AHA, HIMSS weigh in on ONC interoperability plans

'Whether the standards work will only be proven through successful use in clinical care'
By Jack McCarthy
10:29 AM

The Office of the National Coordinator for Health IT's 2016 Interoperability Standards Advisory in its public comment period has drawn some criticism from industry groups, which say the draft needs more detail and clarity.

Through the advisory, ONC hopes to develop the "best available" interoperability standards and implementation specifications for industry use to fulfill clinical health IT interoperability needs. The public comment period ended Friday, and the input will be considered in a final 2016 Advisory by the end of 2015.

The advisory's scope includes electronic health information created in the context of treatment and subsequently used to accomplish a purpose for which interoperability is needed, such as a referral to another care provider or public health reporting.

The advisory used six characteristics to determine whether a standard is the "best available" These characteristics are adoption level, cost, implementation maturity, regulation, standards process maturity, and test tool availability.

Both the American Hospital Association (AHA) and the Healthcare Information and Management Systems Society (HIMSS), owner of Healthcare IT News, weighed in with some criticism of the draft.

AHA input
AHA urged ONC to provide greater detail about the characteristics and metrics used to assess the standards identified as the "best available" in the advisory.

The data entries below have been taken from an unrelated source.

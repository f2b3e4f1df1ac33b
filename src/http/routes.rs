//! HTTP routes: health, login, room lookup, and router assembly.

use std::sync::Arc;

use axum::extract::{Path, State};
use axum::http::{header, HeaderValue, Method, StatusCode};
use axum::response::IntoResponse;
use axum::routing::{get, post};
use axum::{Json, Router};
use serde::{Deserialize, Serialize};
use tower_http::cors::{AllowOrigin, CorsLayer};
use tower_http::trace::TraceLayer;

use crate::auth::{Credentials, TokenSigner};
use crate::config::Config;
use crate::room::{RoomRegistry, RoomSnapshot};
use crate::ws::connection::ws_handler;
use crate::ws::gateway::ConnectionGateway;

#[derive(Clone)]
pub struct AppState {
    pub gateway: Arc<ConnectionGateway>,
    pub signer: TokenSigner,
    pub users: Arc<Credentials>,
}

impl AppState {
    pub fn new(config: &Config) -> Self {
        let registry = Arc::new(RoomRegistry::new());
        Self {
            gateway: Arc::new(ConnectionGateway::new(registry)),
            signer: TokenSigner::new(config.hmac_key, config.token_max_age),
            users: Arc::new(config.users.clone()),
        }
    }
}

pub fn build_router(state: AppState, config: &Config) -> Router {
    Router::new()
        .route("/healthz", get(healthz))
        .route("/test", get(server_test))
        .route("/api/auth/login", post(login))
        .route("/api/rooms/:room_id", get(view_room))
        .route("/ws", get(ws_handler))
        .layer(
            CorsLayer::new()
                .allow_origin(allowed_origin(&config.client_origin))
                .allow_methods([Method::GET, Method::POST])
                .allow_headers([header::CONTENT_TYPE]),
        )
        .layer(TraceLayer::new_for_http())
        .with_state(state)
}

fn allowed_origin(origin: &str) -> AllowOrigin {
    match origin.parse::<HeaderValue>() {
        Ok(value) => AllowOrigin::exact(value),
        Err(_) => {
            tracing::warn!(%origin, "unparseable CLIENT_ORIGIN, allowing any origin");
            AllowOrigin::any()
        }
    }
}

async fn healthz() -> &'static str { "ok" }

#[derive(Serialize)]
struct ServerStatus { message: &'static str }

async fn server_test() -> Json<ServerStatus> {
    Json(ServerStatus { message: "Server is running!" })
}

#[derive(Deserialize)]
pub struct LoginRequest {
    pub username: String,
    pub password: String,
}

#[derive(Serialize, Default)]
pub struct LoginResponse {
    pub success: bool,
    #[serde(skip_serializing_if = "Option::is_none")]
    pub username: Option<String>,
    #[serde(skip_serializing_if = "Option::is_none")]
    pub token: Option<String>,
    #[serde(skip_serializing_if = "Option::is_none")]
    pub message: Option<String>,
}

async fn login(
    State(state): State<AppState>,
    Json(LoginRequest { username, password }): Json<LoginRequest>,
) -> impl IntoResponse {
    if !state.users.check(&username, &password) {
        tracing::warn!(%username, "login rejected");
        let body = LoginResponse { message: Some("Invalid credentials".into()), ..Default::default() };
        return (StatusCode::UNAUTHORIZED, Json(body));
    }
    tracing::info!(%username, "login");
    let token = state.signer.issue(&username);
    let body = LoginResponse { success: true, username: Some(username), token: Some(token), message: None };
    (StatusCode::OK, Json(body))
}

async fn view_room(
    Path(room_id): Path<String>,
    State(state): State<AppState>,
) -> Result<Json<RoomSnapshot>, (StatusCode, &'static str)> {
    state
        .gateway
        .registry()
        .snapshot(&room_id)
        .map(Json)
        .ok_or((StatusCode::NOT_FOUND, "Room not found"))
}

Supplementing the six characteristics with detailed information on the use of the standards in a real world environment "will indicate how each standard was evaluated and achieved the designation," Ashley Thompson, AHA vice president and acting senior executive for policy, noted in a prepared statement.

In addition, AHA recommended that ONC publish all testing results that show how the standards support the use cases referenced in the advisory, and increase educational support to providers on these standards.

"ONC may apply the designation of 'best available' to standards, but whether the standards work will only be proven through successful use in the provision of clinical care," AHA explained.

HIMSS comment
HIMSS said that, in general, it supports the way in which the content is organized and presented in the draft advisory. In its comments, signed by HIMSS Chair Dana Alexander and CEO Stephen Lieber, HIMSS said the draft may be oversimplifying a complex topic and ONC should modify its definition for interoperability maturity levels.

"HIMSS would like to emphasize that standards maturity is not a two dimensional concept (in the case of the Interoperability Standards Advisory, either "draft" or "final")," HIMSS wrote in its comments. "There could be risks in trying to reduce it to such that could overly simplify a complex or nuanced topic."

HIMSS recommended the ONC better articulate standards maturity in future versions of the advisory by considering whether the proposed standard are being developed to advance new technologies, whether  it is a competing standard for an existing standard that is currently adopted, and whether the proposed standard is an update of an existing standard that has achieved broad adoption.